I recently had a discussion with someone who felt disappointed in President Obama; he had not, this person complained, lived up to the high hopes of his supporters. My response apparently came as a surprise: I'm liking Mr. Obama more and more as he slogs through his second term.
Of course you're disappointed if you believed that soaring rhetoric could transform our political life, or if you believed that Mr. Obama could, by sheer force of will, turn crazy right-wingers into centrists. But I never bought into all of that. In fact, I was always exasperated by the inspiring speeches, which suggested to me that Mr. Obama didn't understand what he was facing.
What mattered instead were concrete achievements, things that would shape America for the better over time. And in the end, Mr. Obama has delivered. Health reform is working, and the repeal crowd is slinking slowly away.
And now, the environment.
His recent proposal to cut carbon pollution from power plants isn't enough, by itself, to save the planet, and like heath reform, it could be undone if enough justices on the Supreme Court decide that their partisan loyalty trumps the law and sound policy. But if the plan does go into effect, it could have huge implications. Climate diplomacy could resume; and if something like cap-and-trade is actually implemented, it will prove far cheaper than the doomsayers claim, undermining the arguments of anti-environmentalists in much the way that the success of the Affordable Care Act has undermined those of enemies of universal health coverage.
So this is really encouraging. I just hope the president sticks to his guns — and the good news is that I'm starting to believe that he will.
The U.S. Chamber of Commerce recently released its preemptive strike against the Obama administration's regulations on power plants.
What the chamber wanted to do was show that the economic impact of the regulations would be devastating. And I was eager to see how they had fudged the numbers.
But a funny thing happened on the way to the diatribe. The chamber evidently made a decision that it wanted to preserve credibility, so it outsourced the analysis. And while it tried to spin the results, what it actually found was that dramatic action on greenhouse gases would have surprisingly small economic costs.
The chamber's supposed scare headline is that regulations would cost the American economy $50.2 billion per year in constant dollars between now and 2030. That's for a plan to reduce greenhouse gas emissions by 40 percent from their 2005 levels, so it's for real action.
Is $50 billion a lot?

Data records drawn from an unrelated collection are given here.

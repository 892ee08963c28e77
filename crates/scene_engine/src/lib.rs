//! # Scene Engine
//!
//! A hierarchical scene-graph renderer core: a tree of transformable nodes
//! that compose parent/child transforms into per-node model matrices,
//! traverse the tree once per frame to emit draw commands, and pace
//! CPU-side uniform writes against GPU-side reads with a bounded rotating
//! buffer ring guarded by a counting semaphore.
//!
//! ## Architecture
//!
//! - **foundation**: math types (nalgebra-backed) and frame timing
//! - **render**: GPU collaborator traits, uniform ring, frame pacer,
//!   pipeline effect, primitive meshes, and a headless recording backend
//! - **scene**: the [`Node`](scene::Node) tree and the
//!   [`Scene`](scene::Scene) frame orchestrator
//! - **config**: TOML-backed scene configuration
//!
//! The actual GPU API is out of scope: the core records commands through
//! the trait family in [`render::api`] and never touches a device
//! directly. Asset loading, texture decoding, shader compilation, and
//! presentation surfaces are external collaborators reached through the
//! same seam.
//!
//! ## Quick Start
//!
//! ```rust
//! use scene_engine::prelude::*;
//! use scene_engine::render::backends::HeadlessBackend;
//! use std::sync::Arc;
//!
//! # fn main() -> Result<(), Box<dyn std::error::Error>> {
//! use scene_engine::render::RenderDevice;
//!
//! let backend = HeadlessBackend::new();
//! let effect = Arc::new(PipelineEffect::new("basic", backend.create_pipeline_state()?));
//!
//! let mut scene = Scene::new("main", effect.clone(), &backend, 800.0, 600.0)?;
//! scene.add_child(Node::structural("group", effect, &backend)?);
//! scene.prepare_to_draw(&backend)?;
//!
//! scene.update(1.0 / 60.0);
//! scene.render(&backend, &mut backend.surface(), &Mat4::identity())?;
//! # Ok(())
//! # }
//! ```

// Core engine modules
pub mod config;
pub mod foundation;
pub mod render;
pub mod scene;

/// Common imports for engine users
pub mod prelude {
    pub use crate::{
        config::{ConfigError, SceneConfig},
        foundation::{
            math::{Mat4, Mat4Ext, Vec3},
            time::Timer,
        },
        render::{
            CullMode, DepthStencilConfig, MaterialProperties, PipelineEffect, RenderError,
        },
        scene::{Node, NodeAnimator, Scene, SceneError},
    };
}
//! CPU/GPU frame pacing
//!
//! The scene writes per-draw uniforms into a bounded ring of GPU-visible
//! buffers. Because the GPU consumes those buffers asynchronously, the
//! CPU must not rotate back onto a slot that is still in flight. The
//! [`FramePacer`] is a counting semaphore enforcing exactly that: one
//! permit is acquired per submitted frame and one is released by that
//! frame's completion callback.
//!
//! With a pool of `3 × drawable_count` the pacer only ever blocks when
//! the CPU runs a full three frames ahead of the GPU — the
//! triple-buffering lookahead. The acquire at the top of
//! [`Scene::render`](crate::scene::Scene::render) is the single blocking
//! point in the core.

use std::sync::{Condvar, Mutex};

use crate::render::{RenderError, RenderResult};

/// Counting semaphore pacing CPU uniform writes against GPU reads
///
/// Shared as `Arc<FramePacer>` between the submission thread (acquire)
/// and the backend's completion-callback thread (release). Releases are
/// capacity-checked: a release beyond the configured capacity reports
/// [`RenderError::PacerOverRelease`] rather than silently inflating the
/// pool and losing backpressure.
pub struct FramePacer {
    state: Mutex<usize>,
    available: Condvar,
    capacity: usize,
}

impl FramePacer {
    /// Create a pacer with `capacity` permits, all initially available
    pub fn new(capacity: usize) -> Self {
        Self {
            state: Mutex::new(capacity),
            available: Condvar::new(),
            capacity,
        }
    }

    /// The configured permit count
    pub fn capacity(&self) -> usize {
        self.capacity
    }

    /// Permits currently available (diagnostic; racy by nature)
    pub fn available(&self) -> usize {
        *self.lock()
    }

    /// Block until a permit is available, then take it
    ///
    /// This is the backpressure point: if every pool slot is in flight on
    /// the GPU, the submission thread stalls here until a completion
    /// callback releases a slot. No timeout is enforced — a GPU stall
    /// manifests as this wait blocking indefinitely.
    pub fn acquire(&self) {
        let mut permits = self.lock();
        while *permits == 0 {
            permits = match self.available.wait(permits) {
                Ok(guard) => guard,
                Err(poisoned) => poisoned.into_inner(),
            };
        }
        *permits -= 1;
    }

    /// Take a permit without blocking; returns false if none are free
    pub fn try_acquire(&self) -> bool {
        let mut permits = self.lock();
        if *permits == 0 {
            return false;
        }
        *permits -= 1;
        true
    }

    /// Return a permit, waking one blocked acquirer
    ///
    /// Called from the completion callback of each submitted frame.
    pub fn release(&self) -> RenderResult<()> {
        let mut permits = self.lock();
        if *permits >= self.capacity {
            return Err(RenderError::PacerOverRelease(*permits));
        }
        *permits += 1;
        self.available.notify_one();
        Ok(())
    }

    fn lock(&self) -> std::sync::MutexGuard<'_, usize> {
        match self.state.lock() {
            Ok(guard) => guard,
            Err(poisoned) => poisoned.into_inner(),
        }
    }
}
//! Graphics backend implementations
//!
//! Contains implementations of the collaborator traits in
//! [`crate::render::api`]. The headless backend records commands without
//! a GPU and is used by the demo application and the frame-orchestration
//! tests; real GPU backends plug into the same seam.

pub mod headless;

pub use headless::{HeadlessBackend, HeadlessSurface, RecordedCommand};
impl Node {
    /// Create a node with optional geometry and texture
    ///
    /// The vertex data is uploaded once, here, and treated as immutable
    /// afterwards. The sampler and depth/stencil state are created on the
    /// supplied device; failure of either is fatal to scene bring-up
    /// since the pipeline cannot run without them. Zeroed handles are
    /// never minted by a backend, so a zeroed pipeline or depth/stencil
    /// handle means the state is missing and is rejected here. A missing
    /// texture is legal — the node draws untextured.
    pub fn new(
        name: impl Into<String>,
        effect: Arc<PipelineEffect>,
        device: &dyn RenderDevice,
        mesh: Option<&Mesh>,
        texture: Option<TextureHandle>,
    ) -> RenderResult<Self> {
        let name = name.into();

        if effect.pipeline_state().0 == 0 {
            return Err(RenderError::MissingPipelineState(name));
        }

        let (vertex_buffer, vertex_count) = match mesh {
            Some(mesh) => (
                Some(device.create_vertex_buffer(mesh.as_bytes())?),
                mesh.vertex_count(),
            ),
            None => (None, 0),
        };

        let sampler = device.create_sampler_state()?;
        let depth_state = device.create_depth_stencil_state(&DepthStencilConfig::default())?;
        if depth_state.0 == 0 {
            return Err(RenderError::MissingDepthState(name));
        }

        if texture.is_none() && vertex_count > 0 {
            log::debug!("Node '{}' has no texture, will draw untextured", name);
        }

        Ok(Self {
            id: NodeId::next(),
            name,
            position: Vec3::zeros(),
            rotation: Vec3::zeros(),
            scale: Vec3::new(1.0, 1.0, 1.0),
            material: MaterialProperties::default(),
            initial_transform: Mat4::identity(),
            time: 0.0,
            vertex_buffer,
            vertex_count,
            texture,
            sampler,
            depth_state,
            effect,
            children: Vec::new(),
            sibling_count: 1,
            animator: None,
            last_uniform: None,
        })
    }

    /// Create a purely structural node: traversed for its children,
    /// issues no draw of its own
    pub fn structural(
        name: impl Into<String>,
        effect: Arc<PipelineEffect>,
        device: &dyn RenderDevice,
    ) -> RenderResult<Self> {
        Self::new(name, effect, device, None, None)
    }

    /// Set the model-space offset baked in at construction
    ///
    /// Independent of the animated parameters and never mutated by
    /// [`model_matrix`](Self::model_matrix).
    pub fn with_initial_transform(mut self, transform: Mat4) -> Self {
        self.initial_transform = transform;
        self
    }

    /// Attach an animation hook driven from `update_with_delta`
    pub fn with_animator(mut self, animator: Box<dyn NodeAnimator>) -> Self {
        self.animator = Some(animator);
        self
    }

    /// Replace the material terms
    pub fn with_material(mut self, material: MaterialProperties) -> Self {
        self.material = material;
        self
    }

    /// Stable node identity
    pub fn id(&self) -> NodeId {
        self.id
    }

    /// Debug name (non-unique)
    pub fn name(&self) -> &str {
        &self.name
    }

    /// The shared pipeline effect this node draws with
    pub fn effect(&self) -> &Arc<PipelineEffect> {
        &self.effect
    }

    /// Number of vertices drawn for this node (0 for structural nodes)
    pub fn vertex_count(&self) -> u32 {
        self.vertex_count
    }

    /// Accumulated animation clock in seconds
    pub fn time(&self) -> f32 {
        self.time
    }

    /// Direct children, in traversal order
    pub fn children(&self) -> &[Node] {
        &self.children
    }

    /// Direct children, mutable
    pub fn children_mut(&mut self) -> &mut [Node] {
        &mut self.children
    }

    /// Size of this subtree: 1 + all descendants
    ///
    /// Maintained incrementally on every add/remove and used to size the
    /// frame's uniform-buffer pool.
    pub fn sibling_count(&self) -> usize {
        self.sibling_count
    }

    /// The uniform slot written for this node's most recent draw
    pub fn last_uniform(&self) -> Option<BufferHandle> {
        self.last_uniform
    }

    /// Set a uniform scale on all three axes
    pub fn set_scale(&mut self, scale: f32) {
        self.scale = Vec3::new(scale, scale, scale);
    }

    /// Compose the node's model matrix
    ///
    /// `local = R(x)·R(y)·R(z) · T · S` — scale reaches vertices first,
    /// then translation, then rotation — and the result is left-composed
    /// with a copy of the initial transform: `model = initial · local`.
    /// Returns a fresh value every call; `initial_transform` is never
    /// aliased or mutated.
    pub fn model_matrix(&self) -> Mat4 {
        let local = Mat4::rotation_xyz(self.rotation.x, self.rotation.y, self.rotation.z)
            * Mat4::translation(self.position.x, self.position.y, self.position.z)
            * Mat4::scaling(self.scale.x, self.scale.y, self.scale.z);

        local.left_multiplied(&self.initial_transform)
    }

    /// Advance this node's clock and recurse into every child
    ///
    /// Propagation is unconditional, depth-first, in child-list order;
    /// each descendant's clock advances exactly once per call. The
    /// animator (if any) runs after this node's clock moves and before
    /// children update.
    pub fn update_with_delta(&mut self, delta: f32) {
        self.time += delta;

        if let Some(mut animator) = self.animator.take() {
            animator.animate(self, delta);
            self.animator = Some(animator);
        }

        for child in &mut self.children {
            child.update_with_delta(delta);
        }
    }

    /// Append a child, absorbing its subtree count
    pub fn add_child(&mut self, child: Node) {
        self.sibling_count += child.sibling_count;
        self.children.push(child);

        debug_assert_eq!(
            self.sibling_count,
            1 + self
                .children
                .iter()
                .map(Node::sibling_count)
                .sum::<usize>(),
            "sibling_count out of sync after add_child"
        );
    }

    /// Remove a direct child by identity
    ///
    /// Only the matching entry is removed, and the count decrement uses
    /// the child's subtree size *at removal time* — the child may have
    /// gained or lost descendants since it was added. Asking for an
    /// absent id leaves the tree untouched and reports the mismatch.
    pub fn remove_child(&mut self, id: NodeId) -> Result<Node, SceneError> {
        let Some(index) = self.children.iter().position(|child| child.id == id) else {
            log::warn!("remove_child: {:?} is not a direct child, ignoring", id);
            return Err(SceneError::ChildNotFound(id));
        };

        let child = self.children.remove(index);
        self.sibling_count -= child.sibling_count;

        debug_assert_eq!(
            self.sibling_count,
            1 + self
                .children
                .iter()
                .map(Node::sibling_count)
                .sum::<usize>(),
            "sibling_count out of sync after remove_child"
        );

        Ok(child)
    }

    /// Record this subtree into the frame's command stream
    ///
    /// Opens the encoder if the caller did not supply one (binding depth
    /// state, pipeline state, sampler, and cull mode), brackets the
    /// subtree in a debug scope, records every child *before* this node's
    /// own draw, and returns the live encoder so the caller can continue
    /// emitting into the same stream.
    ///
    /// Children receive the same scene-level `parent_world` matrix this
    /// node received, not this node's composed world matrix: the
    /// hierarchy is deliberately flat for matrix purposes and every node
    /// transforms relative to the scene root directly.
    ///
    /// The uniform write for this node completes (synchronously, via
    /// `uniforms`) before its draw is recorded.
    pub fn render_node(
        &mut self,
        parent_world: &Mat4,
        projection: &Mat4,
        pass: RenderPassHandle,
        stream: &mut dyn CommandStream,
        encoder: Option<Box<dyn RenderEncoder>>,
        uniforms: &mut dyn UniformSource,
    ) -> RenderResult<Box<dyn RenderEncoder>> {
        let mut encoder = match encoder {
            Some(encoder) => encoder,
            None => {
                let mut encoder = stream.begin_render_pass(pass);
                encoder.set_depth_stencil_state(self.depth_state);
                encoder.set_pipeline_state(self.effect.pipeline_state());
                encoder.set_fragment_sampler(self.sampler, 0);
                // Front-face culling matches the winding the mesh
                // generators emit; verify the sign before feeding
                // standard counter-clockwise geometry.
                encoder.set_cull_mode(CullMode::Front);
                encoder
            }
        };

        encoder.push_debug_group(&self.name);

        for child in &mut self.children {
            encoder =
                child.render_node(parent_world, projection, pass, stream, Some(encoder), uniforms)?;
        }

        if self.vertex_count > 0 {
            let world = self.model_matrix().left_multiplied(parent_world);
            let uniform = uniforms.acquire_buffer(projection, &world, &self.material, &self.name)?;
            self.last_uniform = Some(uniform);

            if let Some(vertex_buffer) = self.vertex_buffer {
                encoder.set_vertex_buffer(vertex_buffer, 0);
                encoder.set_vertex_buffer(uniform, 1);
                if let Some(texture) = self.texture {
                    encoder.set_fragment_texture(texture, 0);
                }
                encoder.draw_triangles(self.vertex_count);
            }
        }

        encoder.pop_debug_group();

        Ok(encoder)
    }
}
//! Shared pipeline effect and depth/stencil configuration
//!
//! A [`PipelineEffect`] owns one compiled pipeline state plus the
//! projection-matrix slot every node drawing with that pipeline reads
//! from. The effect is built once at scene-construction time and shared
//! read-only across all nodes via `Arc`; only the projection slot is
//! mutable, and the scene writes it exactly once during setup.

use std::sync::RwLock;

use crate::foundation::math::Mat4;
use crate::render::api::{CompareFunction, PipelineStateHandle};

/// Depth/stencil test configuration
///
/// The scene graph requires a depth state on every node; the default is
/// a less-than compare with depth writes enabled.
#[derive(Debug, Clone, Copy, PartialEq, Eq)]
pub struct DepthStencilConfig {
    /// Depth comparison function
    pub compare: CompareFunction,
    /// Whether passing fragments write their depth
    pub write_enabled: bool,
}

impl Default for DepthStencilConfig {
    fn default() -> Self {
        Self {
            compare: CompareFunction::Less,
            write_enabled: true,
        }
    }
}

/// Compiled pipeline state plus the shared projection slot
///
/// Immutable after construction apart from [`set_projection`], which the
/// owning scene calls once. The `RwLock` exists so the effect can be
/// shared through `Arc` before the scene (which computes the projection)
/// is built, mirroring the build order of real applications.
///
/// [`set_projection`]: PipelineEffect::set_projection
pub struct PipelineEffect {
    name: String,
    pipeline_state: PipelineStateHandle,
    projection: RwLock<Mat4>,
}

impl PipelineEffect {
    /// Wrap a compiled pipeline state
    pub fn new(name: impl Into<String>, pipeline_state: PipelineStateHandle) -> Self {
        Self {
            name: name.into(),
            pipeline_state,
            projection: RwLock::new(Mat4::identity()),
        }
    }

    /// Name of this effect (debug labels only)
    pub fn name(&self) -> &str {
        &self.name
    }

    /// The compiled pipeline state handle
    pub fn pipeline_state(&self) -> PipelineStateHandle {
        self.pipeline_state
    }

    /// Write the projection slot; called once by the scene during setup
    pub fn set_projection(&self, projection: Mat4) {
        // Poisoning can only come from a panicked writer; recover with
        // the inner value since Mat4 has no invariants to violate.
        match self.projection.write() {
            Ok(mut slot) => *slot = projection,
            Err(poisoned) => *poisoned.into_inner() = projection,
        }
    }

    /// Read the current projection matrix
    pub fn projection(&self) -> Mat4 {
        match self.projection.read() {
            Ok(slot) => *slot,
            Err(poisoned) => *poisoned.into_inner(),
        }
    }
}

#[cfg(test)]
mod tests {
    use super::*;
    use crate::foundation::math::Mat4Ext;
    use approx::assert_relative_eq;

    #[test]
    fn test_projection_slot_roundtrip() {
        let effect = PipelineEffect::new("test", PipelineStateHandle(1));
        assert_relative_eq!(effect.projection(), Mat4::identity(), epsilon = 1e-6);

        let proj = Mat4::perspective(1.0, 1.5, 0.1, 100.0);
        effect.set_projection(proj);
        assert_relative_eq!(effect.projection(), proj, epsilon = 1e-6);
    }

    #[test]
    fn test_depth_config_default_is_less_with_writes() {
        let config = DepthStencilConfig::default();
        assert_eq!(config.compare, CompareFunction::Less);
        assert!(config.write_enabled);
    }
}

According to the Congressional Budget Office's long-term projections, average annual real gross domestic product over the 2014-2030 period will be $21.5 trillion. So the Chamber is telling us that we can achieve major reductions in greenhouse gases at a cost of 0.2 percent of G.D.P. That's cheap!
True, the chamber also says that the regulations would cost 224,000 jobs in an average year.
That's bad economics: Employment in the United States is determined by the interaction between macroeconomic policy and the underlying tradeoff between inflation and unemployment, and there's no good reason to think that environmental protection would reduce the number of jobs (as opposed to real wages).
But even at face value that's also a small number in a country with 140 million workers.
So, I was ready to come down hard on the Chamber's bad economics; but what they've actually just shown is that even when they're paying for the study, the economics of climate protection look quite easy.